# [Activity]
Report only the number of lines in this material that include the string "instrument".

------

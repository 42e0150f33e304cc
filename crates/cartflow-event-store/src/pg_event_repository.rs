//! `PostgreSQL` implementation of the `EventRepository` trait.

use async_trait::async_trait;
use cartflow_core::error::DomainError;
use cartflow_core::repository::{
    EventRepository, ExpectedVersion, PendingEvent, StoredEvent, sequence_after,
};
use sqlx::postgres::PgRow;
use sqlx::{PgPool, Row};
use tracing::{debug, instrument};
use uuid::Uuid;

use crate::schema::{CREATE_EVENTS_TABLE, CREATE_READ_MODELS_TABLE};

const LOAD_EVENTS: &str = r"
SELECT event_id, aggregate_id, event_type, payload, sequence_number, occurred_at
FROM domain_events
WHERE aggregate_id = $1
ORDER BY sequence_number ASC
";

const LOCK_STREAM: &str = "SELECT pg_advisory_xact_lock(hashtextextended($1, 0))";

const STREAM_VERSION: &str = "SELECT COUNT(*) FROM domain_events WHERE aggregate_id = $1";

const INSERT_EVENT: &str = r"
INSERT INTO domain_events
    (event_id, aggregate_id, event_type, payload, sequence_number, occurred_at)
VALUES ($1, $2, $3, $4, $5, $6)
";

pub(crate) fn db_error(err: &sqlx::Error) -> DomainError {
    DomainError::Infrastructure(format!("database error: {err}"))
}

fn row_to_stored_event(row: &PgRow) -> Result<StoredEvent, sqlx::Error> {
    Ok(StoredEvent {
        event_id: row.try_get("event_id")?,
        aggregate_id: row.try_get("aggregate_id")?,
        event_type: row.try_get("event_type")?,
        payload: row.try_get("payload")?,
        sequence_number: row.try_get("sequence_number")?,
        occurred_at: row.try_get("occurred_at")?,
    })
}

/// PostgreSQL-backed event repository.
///
/// Appends run in one transaction holding a transaction-scoped advisory lock
/// keyed on the aggregate, so the version check and the inserts are atomic
/// with respect to other appenders of the same stream. The unique
/// `(aggregate_id, sequence_number)` constraint backs this up against writers
/// that bypass the lock.
#[derive(Debug, Clone)]
pub struct PgEventRepository {
    pool: PgPool,
}

impl PgEventRepository {
    /// Creates a new `PgEventRepository`.
    #[must_use]
    pub fn new(pool: PgPool) -> Self {
        Self { pool }
    }

    /// Creates the event and read-model tables if they do not exist.
    ///
    /// # Errors
    ///
    /// Returns `DomainError::Infrastructure` if the DDL fails.
    pub async fn ensure_schema(&self) -> Result<(), DomainError> {
        sqlx::raw_sql(CREATE_EVENTS_TABLE)
            .execute(&self.pool)
            .await
            .map_err(|e| db_error(&e))?;
        sqlx::raw_sql(CREATE_READ_MODELS_TABLE)
            .execute(&self.pool)
            .await
            .map_err(|e| db_error(&e))?;
        Ok(())
    }
}

#[async_trait]
impl EventRepository for PgEventRepository {
    #[instrument(skip(self))]
    async fn load_events(&self, aggregate_id: Uuid) -> Result<Vec<StoredEvent>, DomainError> {
        let rows = sqlx::query(LOAD_EVENTS)
            .bind(aggregate_id)
            .fetch_all(&self.pool)
            .await
            .map_err(|e| db_error(&e))?;
        rows.iter()
            .map(row_to_stored_event)
            .collect::<Result<Vec<_>, _>>()
            .map_err(|e| db_error(&e))
    }

    #[instrument(skip(self, events), fields(event_count = events.len()))]
    async fn append_events(
        &self,
        aggregate_id: Uuid,
        expected_version: ExpectedVersion,
        events: Vec<PendingEvent>,
    ) -> Result<Vec<StoredEvent>, DomainError> {
        if events.is_empty() {
            return Ok(Vec::new());
        }
        let mut tx = self.pool.begin().await.map_err(|e| db_error(&e))?;

        sqlx::query(LOCK_STREAM)
            .bind(aggregate_id.to_string())
            .execute(&mut *tx)
            .await
            .map_err(|e| db_error(&e))?;

        let current: i64 = sqlx::query_scalar(STREAM_VERSION)
            .bind(aggregate_id)
            .fetch_one(&mut *tx)
            .await
            .map_err(|e| db_error(&e))?;
        expected_version.check(aggregate_id, current)?;

        let stored = sequence_after(current, events);
        for event in &stored {
            sqlx::query(INSERT_EVENT)
                .bind(event.event_id)
                .bind(event.aggregate_id)
                .bind(&event.event_type)
                .bind(&event.payload)
                .bind(event.sequence_number)
                .bind(event.occurred_at)
                .execute(&mut *tx)
                .await
                .map_err(|e| match &e {
                    sqlx::Error::Database(db) if db.is_unique_violation() => {
                        DomainError::VersionConflict {
                            aggregate_id,
                            expected: match expected_version {
                                ExpectedVersion::Exact(expected) => expected,
                                ExpectedVersion::Any => current,
                            },
                            actual: event.sequence_number,
                        }
                    }
                    _ => db_error(&e),
                })?;
        }

        tx.commit().await.map_err(|e| db_error(&e))?;
        debug!(%aggregate_id, version = stored.last().map(|e| e.sequence_number), "appended to postgres stream");
        Ok(stored)
    }
}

------

# [Answer space]
3